Parenting in Burnout: 3 Lessons I Learned the Hard Way
- Kiana Turner

- Feb 1
- 3 min read

I used to think I knew who I would be as a parent.
I imagined calm mornings, meaningful traditions, and children who felt deeply loved because I did everything right. I thought preparation, intention, and effort would protect me from burnout or at least from the constant fear that I was failing.
Then came real life.
Schedules stacked on top of exhaustion. A thousand invisible decisions a day. The quiet guilt that follows you even when you’re doing your best. Somewhere along the way, I stopped recognizing myself and wondered if that was just the cost of parenting.
If you’ve ever felt that way, I want to tell you what I wish I’d known sooner.

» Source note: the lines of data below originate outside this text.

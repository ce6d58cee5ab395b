//! A recording sink for tests.
//!
//! ```rust
//! use rxchain::prelude::*;
//! use rxchain::testing::{Event, Recorder};
//!
//! let recorder = Recorder::new();
//! Stream::just(7).subscribe(recorder.clone());
//! assert_eq!(
//!   recorder.events(),
//!   vec![Event::Subscribe, Event::Next(7), Event::Complete, Event::Final]
//! );
//! ```

use std::{
  sync::Arc,
  thread::{self, ThreadId},
  time::Duration,
};

use parking_lot::{Condvar, Mutex};

use crate::{controllable::Controllable, error::RxError, sink::Sink};

/// One callback observed by a [`Recorder`]. Errors are kept as their
/// display string so events compare with `==`.
#[derive(Debug, Clone, PartialEq, Eq)]
pub enum Event<T> {
  Subscribe,
  Next(T),
  Error(String),
  Complete,
  Final,
}

struct Log<T> {
  events: Vec<(Event<T>, ThreadId)>,
  finals: usize,
  controllable: Option<Controllable>,
}

struct Shared<T> {
  log: Mutex<Log<T>>,
  finalized: Condvar,
}

/// A sink that records every callback together with the thread it ran on.
///
/// Clones share one log, so keep a clone and subscribe another. Options set
/// before cloning apply to the subscribed clone.
pub struct Recorder<T> {
  shared: Arc<Shared<T>>,
  cancel_on_subscribe: bool,
  cancel_after: Option<usize>,
  seen: usize,
}

impl<T> Clone for Recorder<T> {
  fn clone(&self) -> Self {
    Recorder {
      shared: self.shared.clone(),
      cancel_on_subscribe: self.cancel_on_subscribe,
      cancel_after: self.cancel_after,
      seen: 0,
    }
  }
}

impl<T> Default for Recorder<T> {
  fn default() -> Self { Self::new() }
}

impl<T> Recorder<T> {
  pub fn new() -> Self {
    Recorder {
      shared: Arc::new(Shared {
        log: Mutex::new(Log { events: Vec::new(), finals: 0, controllable: None }),
        finalized: Condvar::new(),
      }),
      cancel_on_subscribe: false,
      cancel_after: None,
      seen: 0,
    }
  }

  /// Cancel the subscription from inside `on_subscribe`.
  pub fn cancel_on_subscribe(mut self) -> Self {
    self.cancel_on_subscribe = true;
    self
  }

  /// Cancel the subscription after `count` items arrived.
  pub fn cancel_after(mut self, count: usize) -> Self {
    self.cancel_after = Some(count);
    self
  }

  /// The handle received in `on_subscribe`, if it arrived yet.
  pub fn controllable(&self) -> Option<Controllable> { self.shared.log.lock().controllable.clone() }

  pub fn final_count(&self) -> usize { self.shared.log.lock().finals }

  /// Block until `on_final` arrived or `timeout` passed. Returns whether it
  /// arrived.
  pub fn wait_for_final(&self, timeout: Duration) -> bool {
    let mut log = self.shared.log.lock();
    if log.finals > 0 {
      return true;
    }
    let _ = self.shared.finalized.wait_while_for(&mut log, |log| log.finals == 0, timeout);
    log.finals > 0
  }

  /// Threads the callbacks ran on, one per recorded event.
  pub fn threads(&self) -> Vec<ThreadId> {
    self.shared.log.lock().events.iter().map(|(_, thread)| *thread).collect()
  }

  fn record(&self, event: Event<T>) {
    let mut log = self.shared.log.lock();
    let is_final = matches!(event, Event::Final);
    log.events.push((event, thread::current().id()));
    if is_final {
      log.finals += 1;
      self.shared.finalized.notify_all();
    }
  }
}

impl<T: Clone> Recorder<T> {
  pub fn events(&self) -> Vec<Event<T>> {
    self.shared.log.lock().events.iter().map(|(event, _)| event.clone()).collect()
  }

  /// Just the items, in arrival order.
  pub fn items(&self) -> Vec<T> {
    self
      .shared
      .log
      .lock()
      .events
      .iter()
      .filter_map(|(event, _)| match event {
        Event::Next(item) => Some(item.clone()),
        _ => None,
      })
      .collect()
  }
}

impl<T: Send> Sink<T> for Recorder<T> {
  fn on_subscribe(&mut self, controllable: Controllable) {
    self.shared.log.lock().controllable = Some(controllable.clone());
    self.record(Event::Subscribe);
    if self.cancel_on_subscribe {
      controllable.cancel();
    }
  }

  fn on_next(&mut self, item: T) {
    self.record(Event::Next(item));
    self.seen += 1;
    if self.cancel_after == Some(self.seen) {
      if let Some(controllable) = self.controllable() {
        controllable.cancel();
      }
    }
  }

  fn on_error(&mut self, err: RxError) { self.record(Event::Error(err.to_string())); }

  fn on_complete(&mut self) { self.record(Event::Complete); }

  fn on_final(&mut self) { self.record(Event::Final); }
}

What I’d Tell My Pre-Parenting Self About Parenting and Burnout
1. Your kids don’t need what you think they need
One year, weather ruined my daughter’s beach birthday plans. I felt defeated. Guilty. Convinced she’d remember this as a disappointment forever.
So instead, we gave her a “yes day.”
It felt small. Almost too simple.
She asked to go to the Dollar Tree for art supplies. She wanted Costco pizza. She wanted to make art with her siblings, eat pizza, watch movies, and have cake.
That was her 7th birthday.
She’s almost 11 now and she still talks about it as one of her best birthdays ever.
That day taught me something I wish my pre-parent self had known: kids remember connection, not production.
You’re carrying stress that doesn’t belong to you.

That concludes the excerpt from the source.